● PROBLEM REQUIREMENTS: When the string "filename" occurs in a line of the records, show that line.

[Stored dataset items]
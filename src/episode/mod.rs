// This Source Code Form is subject to the terms of the Mozilla Public
// License, v. 2.0. If a copy of the MPL was not distributed with this
// file, You can obtain one at https://mozilla.org/MPL/2.0/.

mod download;
mod filename;
mod pipeline;

pub use download::{ARTWORK_TIMEOUT, ASSET_TIMEOUT, download_to_file};
pub use filename::{artwork_extension, audio_extension, remote_path, scratch_stem};
pub use pipeline::{
    IndexingBackoff, MAX_COMMENT_LENGTH, PipelineOptions, UploadOutcome, UploadPipeline,
    episode_comment,
};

● EXERCISE OUTPUT:
filename src/episode/mod.rs
mod filename;
pub use filename::{artwork_extension, audio_extension, remote_path, scratch_stem};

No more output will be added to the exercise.